L’introduction de la « e-governance » répond à un objectif très opérationnel: avoir une administration de qualité, dans une société en développement.

A titre d’exemple, le Tamilnadu, état pionnier dans ce domaine, est intéressant. L’introduction des technologies les plus modernes a été précédée d’une politique d’informatisation fondée sur des centres nationaux, et leur connectivité. Ensuite, la conduite du changement a été approfondie par une action managériale : elle consistait par la mise en avant de l’idéal d’une « proactive bureaucratie ».

L’exemple étudié correspond au département de police, qui est l’un des plus vieux services d’Inde, puisqu’il remonte à environ 160 ans. Il convient également de préciser la forte présence de personnel féminin dans ces services, y compris dans les actions de commando. Le service se caractérise par l’existence d’un site web d’informations. Celui-ci a progressivement évolué : par exemple, les plaintes peuvent être déposées en ligne, mais également en envoyant des SMS. Ces dernières applications sont parues plus appropriées pour des choses simples comme les vols de voitures. En outre, les plaintes factices, par amusement, ont presque disparu du fait de la peur de la police mais également en raison de la communication engagée dans ce sens. Il existe néanmoins encore environ 10% de plaintes fausses ou farfelues, niveau qui semble difficile à réduire. De plus, le service a mis en place des lignes téléphoniques d’aide pour les femmes, les enfants ou les personnes âgées.

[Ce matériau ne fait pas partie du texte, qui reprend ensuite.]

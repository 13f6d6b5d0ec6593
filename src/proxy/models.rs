//! Proxy data models

use crate::{Error, Result};
use serde::{Deserialize, Serialize};
use std::fmt;
use std::net::{Ipv4Addr, SocketAddr, SocketAddrV4};

/// Protocol a candidate was found to accept
#[derive(Debug, Clone, Copy, PartialEq, Eq, Hash, Serialize, Deserialize)]
#[serde(rename_all = "lowercase")]
pub enum ProxyType {
    Http,
    Https,
    Socks4,
    Socks5,
}

impl ProxyType {
    /// Order in which protocols are tried; earlier entries win ties
    pub const PRIORITY: [ProxyType; 4] = [
        ProxyType::Http,
        ProxyType::Https,
        ProxyType::Socks4,
        ProxyType::Socks5,
    ];

    /// URL scheme used in output lines
    pub fn scheme(&self) -> &'static str {
        match self {
            ProxyType::Http => "http",
            ProxyType::Https => "https",
            ProxyType::Socks4 => "socks4",
            ProxyType::Socks5 => "socks5",
        }
    }
}

impl fmt::Display for ProxyType {
    fn fmt(&self, f: &mut fmt::Formatter<'_>) -> fmt::Result {
        f.write_str(self.scheme())
    }
}

/// A syntactically valid `ip:port` candidate.
///
/// Octets and port are kept as written: `999.1.1.1:80` passes the format
/// check and only fails once something tries to connect to it.
#[derive(Debug, Clone, PartialEq, Eq, Hash, Serialize, Deserialize)]
pub struct ProxyAddress {
    pub host: String,
    pub port: String,
}

impl ProxyAddress {
    pub fn new(host: impl Into<String>, port: impl Into<String>) -> Self {
        Self {
            host: host.into(),
            port: port.into(),
        }
    }

    /// Resolve to a connectable socket address.
    ///
    /// Each octet is read as a number, so zero-padded forms such as
    /// `010.001.002.003` resolve to `10.1.2.3`.
    pub fn socket_addr(&self) -> Result<SocketAddr> {
        let invalid = || Error::InvalidAddress(self.to_string());
        let numeric = |s: &str| !s.is_empty() && s.bytes().all(|b| b.is_ascii_digit());

        let mut octets = [0u8; 4];
        let mut parts = self.host.split('.');
        for octet in octets.iter_mut() {
            *octet = parts
                .next()
                .filter(|part| numeric(part))
                .and_then(|part| part.parse().ok())
                .ok_or_else(invalid)?;
        }
        if parts.next().is_some() {
            return Err(invalid());
        }
        if !numeric(&self.port) {
            return Err(invalid());
        }
        let port: u16 = self.port.parse().map_err(|_| invalid())?;

        Ok(SocketAddr::V4(SocketAddrV4::new(Ipv4Addr::from(octets), port)))
    }

    /// Output form, e.g. `socks5://1.2.3.4:1080`
    pub fn url(&self, proxy_type: ProxyType) -> String {
        format!("{}://{}:{}", proxy_type, self.host, self.port)
    }
}

impl fmt::Display for ProxyAddress {
    fn fmt(&self, f: &mut fmt::Formatter<'_>) -> fmt::Result {
        write!(f, "{}:{}", self.host, self.port)
    }
}

/// Outcome of classifying one unique address
#[derive(Debug, Clone, PartialEq, Eq, Serialize, Deserialize)]
pub struct ClassificationResult {
    pub address: ProxyAddress,
    /// First protocol that worked, `None` when every attempt failed
    pub protocol: Option<ProxyType>,
}

impl ClassificationResult {
    pub fn new(address: ProxyAddress, protocol: Option<ProxyType>) -> Self {
        Self { address, protocol }
    }

    pub fn succeeded(&self) -> bool {
        self.protocol.is_some()
    }

    /// Line written to the result file, only for successful results
    pub fn output_line(&self) -> Option<String> {
        self.protocol.map(|p| self.address.url(p))
    }
}
//! Incremental output of working proxies

use crate::proxy::models::ClassificationResult;
use crate::Result;
use std::path::{Path, PathBuf};
use tokio::fs::{File, OpenOptions};
use tokio::io::AsyncWriteExt;
use tokio::sync::Mutex;

/// Append-only result file, truncated when created.
///
/// Each accepted line is written and flushed before `write` returns, so an
/// interrupted run keeps everything reported so far. Writers are serialized
/// by an internal lock; lines never interleave.
#[derive(Debug)]
pub struct ResultSink {
    path: PathBuf,
    file: Mutex<File>,
}

impl ResultSink {
    /// Create or truncate the destination
    pub async fn create<P: AsRef<Path>>(path: P) -> Result<Self> {
        let file = OpenOptions::new()
            .create(true)
            .write(true)
            .truncate(true)
            .open(&path)
            .await?;

        Ok(Self {
            path: path.as_ref().to_path_buf(),
            file: Mutex::new(file),
        })
    }

    pub fn path(&self) -> &Path {
        &self.path
    }

    /// Append `result` if it succeeded. Returns whether a line was written.
    pub async fn write(&self, result: &ClassificationResult) -> Result<bool> {
        let Some(line) = result.output_line() else {
            return Ok(false);
        };

        let mut file = self.file.lock().await;
        file.write_all(format!("{line}\n").as_bytes()).await?;
        file.flush().await?;
        Ok(true)
    }
}
//! Interactive menu

use crate::Result;
use std::io::Write;
use tokio::io::{AsyncBufRead, AsyncBufReadExt};

/// Entry chosen from the interactive menu
#[derive(Debug, Clone, Copy, PartialEq, Eq)]
pub enum MenuChoice {
    Scrape,
    Check,
    Exit,
}

impl MenuChoice {
    /// Accepts the number, the full name or its first letter
    pub fn parse(input: &str) -> Option<Self> {
        match input.trim().to_lowercase().as_str() {
            "1" | "s" | "scrape" => Some(MenuChoice::Scrape),
            "2" | "c" | "check" => Some(MenuChoice::Check),
            "3" | "e" | "q" | "exit" | "quit" => Some(MenuChoice::Exit),
            _ => None,
        }
    }
}

const MENU: &str = "\n[1] Scrape proxies from sources\n[2] Check proxies\n[3] Exit\n> ";

/// Print the menu and read until a valid choice is entered.
/// End of input counts as [`MenuChoice::Exit`].
pub async fn prompt<R, W>(input: &mut R, out: &mut W) -> Result<MenuChoice>
where
    R: AsyncBufRead + Unpin,
    W: Write,
{
    let mut line = String::new();
    loop {
        write!(out, "{MENU}")?;
        out.flush()?;

        line.clear();
        if input.read_line(&mut line).await? == 0 {
            return Ok(MenuChoice::Exit);
        }
        match MenuChoice::parse(&line) {
            Some(choice) => return Ok(choice),
            None => writeln!(out, "Unknown option: {}", line.trim())?,
        }
    }
}
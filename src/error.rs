//! Error type shared by the validation engine and its collaborators

use std::io;

/// Error type for proxy-sieve operations
#[derive(Debug, thiserror::Error)]
pub enum Error {
    #[error("IO error: {0}")]
    Io(#[from] io::Error),

    #[error("Configuration error: {0}")]
    Config(#[from] toml::de::Error),

    #[error("Configuration encode error: {0}")]
    ConfigEncode(#[from] toml::ser::Error),

    #[error("HTTP client error: {0}")]
    Http(#[from] reqwest::Error),

    #[error("Invalid proxy address: {0}")]
    InvalidAddress(String),

    #[error("Invalid reachability target: {0}")]
    InvalidTarget(String),

    /// The SOCKS server answered but refused the CONNECT request
    #[error("SOCKS request rejected with code {0:#04x}")]
    SocksRejected(u8),

    #[error("Malformed SOCKS reply: {0}")]
    SocksProtocol(String),

    #[error("Unexpected HTTP status: {0}")]
    HttpStatus(u16),

    #[error("Malformed HTTP response: {0}")]
    HttpResponse(String),
}

/// Result type for proxy-sieve operations
pub type Result<T> = std::result::Result<T, Error>;
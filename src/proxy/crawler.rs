//! Source list loader
//!
//! Fetches a list of source URLs, pulls `ip:port` tokens out of whatever text
//! they return and merges them into one candidate list.

use crate::Result;
use once_cell::sync::Lazy;
use regex::Regex;
use reqwest::Client;
use std::collections::HashSet;
use std::fs;
use std::net::Ipv4Addr;
use std::path::Path;
use std::time::Duration;
use tracing::{debug, info, warn};

const DEFAULT_FETCH_TIMEOUT_SECS: u64 = 30;

pub const DEFAULT_USER_AGENT: &str = "Mozilla/5.0 (Windows NT 10.0; Win64; x64) AppleWebKit/537.36 (KHTML, like Gecko) Chrome/91.0.4472.124 Safari/537.36";

/// Unanchored: tokens may sit anywhere in HTML, JSON or plain text
static TOKEN_REGEX: Lazy<Regex> = Lazy::new(|| {
    Regex::new(r"\b([0-9]{1,3}(?:\.[0-9]{1,3}){3}):([0-9]{1,5})\b")
        .expect("Invalid source token regex")
});

/// What one source yielded
#[derive(Debug, Clone)]
pub struct SourceReport {
    pub url: String,
    /// Tokens in order of first appearance
    pub tokens: Vec<String>,
    pub error: Option<String>,
}

impl SourceReport {
    fn fetched(url: &str, tokens: Vec<String>) -> Self {
        Self {
            url: url.to_string(),
            tokens,
            error: None,
        }
    }

    fn failed(url: &str, error: impl ToString) -> Self {
        Self {
            url: url.to_string(),
            tokens: Vec::new(),
            error: Some(error.to_string()),
        }
    }

    pub fn is_ok(&self) -> bool {
        self.error.is_none()
    }
}

#[derive(Debug, Clone)]
pub struct CrawlerConfig {
    /// Whole-request deadline per source
    pub timeout: Duration,
    pub user_agent: String,
}

impl Default for CrawlerConfig {
    fn default() -> Self {
        Self {
            timeout: Duration::from_secs(DEFAULT_FETCH_TIMEOUT_SECS),
            user_agent: DEFAULT_USER_AGENT.to_string(),
        }
    }
}

impl CrawlerConfig {
    pub fn new() -> Self {
        Self::default()
    }

    pub fn with_timeout(mut self, timeout: Duration) -> Self {
        self.timeout = timeout;
        self
    }

    pub fn with_user_agent(mut self, user_agent: String) -> Self {
        self.user_agent = user_agent;
        self
    }
}

/// Collects candidates from remote lists
pub struct ProxyCrawler {
    client: Client,
}

impl ProxyCrawler {
    pub fn new() -> Result<Self> {
        Self::with_config(CrawlerConfig::default())
    }

    pub fn with_config(config: CrawlerConfig) -> Result<Self> {
        let client = Client::builder()
            .no_proxy()
            .timeout(config.timeout)
            .user_agent(config.user_agent)
            .build()?;
        Ok(Self { client })
    }

    /// Read source URLs, one per line; blank lines and `#` comments are skipped
    pub fn load_sources<P: AsRef<Path>>(path: P) -> Result<Vec<String>> {
        Ok(Self::parse_sources(&fs::read_to_string(path)?))
    }

    pub fn parse_sources(content: &str) -> Vec<String> {
        content
            .lines()
            .map(str::trim)
            .filter(|line| !line.is_empty() && !line.starts_with('#'))
            .map(str::to_string)
            .collect()
    }

    /// Fetch one source. Non-2xx answers count as failures.
    pub async fn fetch(&self, url: &str) -> Result<Vec<String>> {
        let body = self
            .client
            .get(url)
            .send()
            .await?
            .error_for_status()?
            .text()
            .await?;
        Ok(Self::extract_tokens(&body))
    }

    /// Fetch every source in list order. A failing source never stops the rest.
    pub async fn fetch_all(&self, urls: &[String]) -> Vec<SourceReport> {
        let mut reports = Vec::with_capacity(urls.len());
        for url in urls {
            let report = match self.fetch(url).await {
                Ok(tokens) => {
                    info!("{}: {} candidates", url, tokens.len());
                    SourceReport::fetched(url, tokens)
                }
                Err(e) => {
                    warn!("{}: {}", url, e);
                    SourceReport::failed(url, e)
                }
            };
            reports.push(report);
        }
        reports
    }

    /// Fetch all sources and merge their tokens; the first occurrence wins
    pub async fn scrape(&self, urls: &[String]) -> Vec<String> {
        let reports = self.fetch_all(urls).await;
        let failed = reports.iter().filter(|r| !r.is_ok()).count();
        let merged = merge(&reports);
        info!(
            "Scraped {} unique candidates from {} sources ({} failed)",
            merged.len(),
            urls.len(),
            failed
        );
        merged
    }

    /// Pull `ip:port` tokens out of arbitrary text.
    ///
    /// Stricter than the checker's format test: octets must fit in a byte and
    /// the port must be 1-65535. Anything else is page noise.
    pub fn extract_tokens(content: &str) -> Vec<String> {
        let mut seen = HashSet::new();
        let mut tokens = Vec::new();
        for cap in TOKEN_REGEX.captures_iter(content) {
            let (host, port) = (&cap[1], &cap[2]);
            let plausible = host.parse::<Ipv4Addr>().is_ok()
                && port.parse::<u16>().map_or(false, |p| p != 0);
            if !plausible {
                debug!("Skipping {}:{}", host, port);
                continue;
            }
            let token = format!("{host}:{port}");
            if seen.insert(token.clone()) {
                tokens.push(token);
            }
        }
        tokens
    }
}

fn merge(reports: &[SourceReport]) -> Vec<String> {
    let mut seen = HashSet::new();
    reports
        .iter()
        .flat_map(|report| report.tokens.iter())
        .filter(|token| seen.insert(*token))
        .cloned()
        .collect()
}

#[cfg(test)]
mod tests {
    use super::*;
    use tokio::io::{AsyncReadExt, AsyncWriteExt};
    use tokio::net::TcpListener;

    /// Serves `body` with `status_line` to every connection
    async fn serve(status_line: &'static str, body: &'static str) -> String {
        let listener = TcpListener::bind("127.0.0.1:0").await.unwrap();
        let addr = listener.local_addr().unwrap();
        tokio::spawn(async move {
            while let Ok((mut socket, _)) = listener.accept().await {
                let mut buf = [0u8; 1024];
                let _ = socket.read(&mut buf).await;
                let response = format!(
                    "{status_line}\r\nContent-Length: {}\r\nConnection: close\r\n\r\n{body}",
                    body.len()
                );
                let _ = socket.write_all(response.as_bytes()).await;
            }
        });
        format!("http://{addr}/list.txt")
    }

    #[test]
    fn test_parse_sources_skips_comments() {
        let content = "# free lists\nhttps://example.com/http.txt\n\n  https://example.com/socks5.txt \n";
        assert_eq!(
            ProxyCrawler::parse_sources(content),
            vec![
                "https://example.com/http.txt",
                "https://example.com/socks5.txt"
            ]
        );
    }

    #[test]
    fn test_load_sources_missing_file() {
        let dir = tempfile::tempdir().unwrap();
        assert!(ProxyCrawler::load_sources(dir.path().join("nope.txt")).is_err());
    }

    #[test]
    fn test_extract_from_markup() {
        let content = r#"
<table>
<tr><td>192.168.1.1</td><td>8080</td></tr>
</table>
{"proxy": "10.0.0.1:3128"} and 172.16.0.5:1080, trailing text
"#;
        assert_eq!(
            ProxyCrawler::extract_tokens(content),
            vec!["10.0.0.1:3128", "172.16.0.5:1080"]
        );
    }

    #[test]
    fn test_extract_keeps_first_occurrence_order() {
        let content = "5.5.5.5:80 1.1.1.1:80 5.5.5.5:80 2.2.2.2:80 1.1.1.1:80";
        assert_eq!(
            ProxyCrawler::extract_tokens(content),
            vec!["5.5.5.5:80", "1.1.1.1:80", "2.2.2.2:80"]
        );
    }

    #[test]
    fn test_extract_rejects_noise() {
        assert!(ProxyCrawler::extract_tokens("999.1.1.1:8080").is_empty());
        assert!(ProxyCrawler::extract_tokens("192.168.1.1:0").is_empty());
        assert!(ProxyCrawler::extract_tokens("192.168.1.1:70000").is_empty());
        assert!(ProxyCrawler::extract_tokens("version 1.2.3 port 80").is_empty());
    }

    #[test]
    fn test_merge_across_sources() {
        let reports = vec![
            SourceReport::fetched("a", vec!["1.1.1.1:80".into(), "2.2.2.2:80".into()]),
            SourceReport::failed("b", "timeout"),
            SourceReport::fetched("c", vec!["2.2.2.2:80".into(), "3.3.3.3:80".into()]),
        ];
        assert_eq!(merge(&reports), vec!["1.1.1.1:80", "2.2.2.2:80", "3.3.3.3:80"]);
    }

    #[tokio::test]
    async fn test_scrape_survives_failing_sources() {
        let good = serve("HTTP/1.1 200 OK", "1.2.3.4:80\n5.6.7.8:1080\n").await;
        let not_found = serve("HTTP/1.1 404 Not Found", "9.9.9.9:80\n").await;
        let unreachable = {
            let listener = TcpListener::bind("127.0.0.1:0").await.unwrap();
            format!("http://{}/list.txt", listener.local_addr().unwrap())
        };

        let crawler = ProxyCrawler::with_config(
            CrawlerConfig::new().with_timeout(Duration::from_secs(5)),
        )
        .unwrap();
        let urls = vec![unreachable, not_found, good];

        let reports = crawler.fetch_all(&urls).await;
        assert_eq!(
            reports.iter().map(SourceReport::is_ok).collect::<Vec<_>>(),
            vec![false, false, true]
        );

        let candidates = crawler.scrape(&urls).await;
        assert_eq!(candidates, vec!["1.2.3.4:80", "5.6.7.8:1080"]);
    }
}
//! Application configuration loaded from a TOML file

use crate::proxy::classifier::ProbeStrategy;
use crate::proxy::checker::CheckerConfig;
use crate::proxy::crawler::CrawlerConfig;
use crate::Result;
use serde::{Deserialize, Serialize};
use std::fs;
use std::path::{Path, PathBuf};
use std::time::Duration;
use tracing::{debug, info};

/// Default configuration file name
pub const DEFAULT_CONFIG_FILE: &str = "config.toml";

/// Top-level configuration
#[derive(Debug, Clone, PartialEq, Serialize, Deserialize)]
pub struct AppConfig {
    /// Log level used when `RUST_LOG` is unset
    #[serde(default = "default_log_level")]
    pub log_level: String,
    #[serde(default)]
    pub checker: CheckerSettings,
    #[serde(default)]
    pub files: FileSettings,
    #[serde(default)]
    pub scraper: ScraperSettings,
}

fn default_log_level() -> String {
    "info".to_string()
}

/// Engine settings
#[derive(Debug, Clone, PartialEq, Serialize, Deserialize)]
pub struct CheckerSettings {
    /// Maximum number of classifications in flight
    #[serde(default = "default_concurrency")]
    pub concurrency: usize,
    /// Deadline for a single protocol attempt (milliseconds)
    #[serde(default = "default_timeout_ms")]
    pub timeout_ms: u64,
    /// Progress redraw interval (milliseconds), 0 disables rendering
    #[serde(default = "default_progress_interval_ms")]
    pub progress_interval_ms: u64,
    #[serde(default)]
    pub strategy: ProbeStrategy,
    /// URL fetched through SOCKS candidates
    #[serde(default = "default_socks_target")]
    pub socks_target: String,
    /// Accept self-signed certificates on TLS probes
    #[serde(default = "default_accept_invalid_certs")]
    pub accept_invalid_certs: bool,
}

fn default_concurrency() -> usize {
    5000
}
fn default_timeout_ms() -> u64 {
    5000
}
fn default_progress_interval_ms() -> u64 {
    500
}
fn default_socks_target() -> String {
    "http://example.com/".to_string()
}
fn default_accept_invalid_certs() -> bool {
    true
}

/// Locations of the lists the engine reads and writes
#[derive(Debug, Clone, PartialEq, Serialize, Deserialize)]
pub struct FileSettings {
    /// Candidate list consumed by `check` and produced by `scrape`
    #[serde(default = "default_input")]
    pub input: PathBuf,
    /// Working proxies, truncated on every run
    #[serde(default = "default_output")]
    pub output: PathBuf,
    /// Newline-separated list of source URLs
    #[serde(default = "default_sources")]
    pub sources: PathBuf,
}

fn default_input() -> PathBuf {
    PathBuf::from("proxies.txt")
}
fn default_output() -> PathBuf {
    PathBuf::from("working.txt")
}
fn default_sources() -> PathBuf {
    PathBuf::from("sources.txt")
}

/// Source list loader settings
#[derive(Debug, Clone, PartialEq, Serialize, Deserialize)]
pub struct ScraperSettings {
    #[serde(default = "default_scraper_timeout")]
    pub timeout_secs: u64,
    #[serde(default = "default_user_agent")]
    pub user_agent: String,
}

fn default_scraper_timeout() -> u64 {
    30
}
fn default_user_agent() -> String {
    crate::proxy::crawler::DEFAULT_USER_AGENT.to_string()
}

impl Default for AppConfig {
    fn default() -> Self {
        Self {
            log_level: default_log_level(),
            checker: CheckerSettings::default(),
            files: FileSettings::default(),
            scraper: ScraperSettings::default(),
        }
    }
}

impl Default for CheckerSettings {
    fn default() -> Self {
        Self {
            concurrency: default_concurrency(),
            timeout_ms: default_timeout_ms(),
            progress_interval_ms: default_progress_interval_ms(),
            strategy: ProbeStrategy::default(),
            socks_target: default_socks_target(),
            accept_invalid_certs: default_accept_invalid_certs(),
        }
    }
}

impl Default for FileSettings {
    fn default() -> Self {
        Self {
            input: default_input(),
            output: default_output(),
            sources: default_sources(),
        }
    }
}

impl Default for ScraperSettings {
    fn default() -> Self {
        Self {
            timeout_secs: default_scraper_timeout(),
            user_agent: default_user_agent(),
        }
    }
}

impl AppConfig {
    /// Parse configuration from TOML text
    pub fn from_toml(content: &str) -> Result<Self> {
        Ok(toml::from_str(content)?)
    }

    /// Load configuration from a file
    pub fn from_file<P: AsRef<Path>>(path: P) -> Result<Self> {
        let content = fs::read_to_string(&path)?;
        let config = Self::from_toml(&content)?;
        debug!("Loaded configuration from {}", path.as_ref().display());
        Ok(config)
    }

    /// Load the file if it exists, otherwise fall back to defaults
    pub fn load_or_default<P: AsRef<Path>>(path: P) -> Result<Self> {
        if path.as_ref().exists() {
            Self::from_file(path)
        } else {
            info!(
                "No configuration at {}, using defaults",
                path.as_ref().display()
            );
            Ok(Self::default())
        }
    }

    /// Write the configuration to a file
    pub fn save_to_file<P: AsRef<Path>>(&self, path: P) -> Result<()> {
        let content = toml::to_string_pretty(self)?;
        fs::write(path, content)?;
        Ok(())
    }

    /// Engine configuration derived from the `[checker]` section
    pub fn checker_config(&self) -> CheckerConfig {
        let settings = &self.checker;
        let progress = (settings.progress_interval_ms > 0)
            .then(|| Duration::from_millis(settings.progress_interval_ms));

        CheckerConfig::new()
            .with_concurrency(settings.concurrency)
            .with_timeout(Duration::from_millis(settings.timeout_ms))
            .with_strategy(settings.strategy)
            .with_socks_target(settings.socks_target.clone())
            .with_accept_invalid_certs(settings.accept_invalid_certs)
            .with_progress_interval(progress)
    }

    /// Crawler configuration derived from the `[scraper]` section
    pub fn crawler_config(&self) -> CrawlerConfig {
        CrawlerConfig::new()
            .with_timeout(Duration::from_secs(self.scraper.timeout_secs))
            .with_user_agent(self.scraper.user_agent.clone())
    }
}

#[cfg(test)]
mod tests {
    use super::*;

    #[test]
    fn test_defaults() {
        let config = AppConfig::default();
        assert_eq!(config.checker.concurrency, 5000);
        assert_eq!(config.checker.timeout_ms, 5000);
        assert_eq!(config.checker.progress_interval_ms, 500);
        assert_eq!(config.checker.strategy, ProbeStrategy::Sequential);
        assert_eq!(config.files.output, PathBuf::from("working.txt"));
    }

    #[test]
    fn test_partial_file_uses_defaults() {
        let config = AppConfig::from_toml(
            r#"
[checker]
concurrency = 50
strategy = "race"
"#,
        )
        .unwrap();
        assert_eq!(config.checker.concurrency, 50);
        assert_eq!(config.checker.strategy, ProbeStrategy::Race);
        assert_eq!(config.checker.timeout_ms, 5000);
        assert_eq!(config.log_level, "info");
        assert_eq!(config.files.input, PathBuf::from("proxies.txt"));
    }

    #[test]
    fn test_invalid_toml() {
        assert!(AppConfig::from_toml("checker = [").is_err());
    }

    #[test]
    fn test_checker_config_conversion() {
        let mut config = AppConfig::default();
        config.checker.concurrency = 12;
        config.checker.timeout_ms = 250;
        config.checker.progress_interval_ms = 0;

        let checker = config.checker_config();
        assert_eq!(checker.concurrency, 12);
        assert_eq!(checker.timeout, Duration::from_millis(250));
        assert!(checker.progress_interval.is_none());
    }

    #[test]
    fn test_save_and_reload() {
        let dir = tempfile::tempdir().unwrap();
        let path = dir.path().join("config.toml");

        let mut config = AppConfig::default();
        config.checker.socks_target = "http://1.1.1.1/".to_string();
        config.save_to_file(&path).unwrap();

        let loaded = AppConfig::load_or_default(&path).unwrap();
        assert_eq!(loaded, config);
    }

    #[test]
    fn test_missing_file_falls_back() {
        let dir = tempfile::tempdir().unwrap();
        let config = AppConfig::load_or_default(dir.path().join("absent.toml")).unwrap();
        assert_eq!(config, AppConfig::default());
    }
}
//! Proxy Sieve - concurrent proxy validator
//!
//! Takes a large list of `ip:port` candidates, probes each one for plain
//! HTTP, HTTPS, SOCKS4 and SOCKS5 under a global concurrency ceiling, and
//! writes out the ones that answered, tagged with the protocol that worked.

pub mod config;
pub mod error;
pub mod logging;
pub mod menu;
pub mod proxy;

pub use config::AppConfig;
pub use error::{Error, Result};
pub use proxy::*;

Enfin, le système de contrôle des véhicules est en ligne, ce qui permet de résoudre plus rapidement les affaires, mais ceci n’est pas aussi original que les outils précédents car beaucoup de force de police dispose déjà de tels outils. Quant aux policiers, ils sont également accès à des outils de formation par le web.

Globalement, les acteurs restent conservateurs, ce qui n’est pas spécifique. Les seuls vrais problèmes apparaissent du fait des hommes. Du côté des forces de police, les universitaires ont observé des craintes concernant l’expérimentation des changements, et des différences, dans les niveaux de participation et d’implication. Par contre, il faut prendre en compte, dans des pays comme l’Inde, les problèmes d’analphabétisme. Une expérience à méditer

Une question à notre ancien ministre de l’intérieur Sarkozy : à quand dans les forces de police françaises ?…

Conférence « e-governance and policing in Tamil Nadu, India », de TKS Thamizhchelvi du Meenakshi college for Women, Université de Madras, Inde dans le cadre de la conférence IBIMA qui a eu lieu du 30 juin au 2 juillet 2008 à Kuala Lumpur, Malaisie.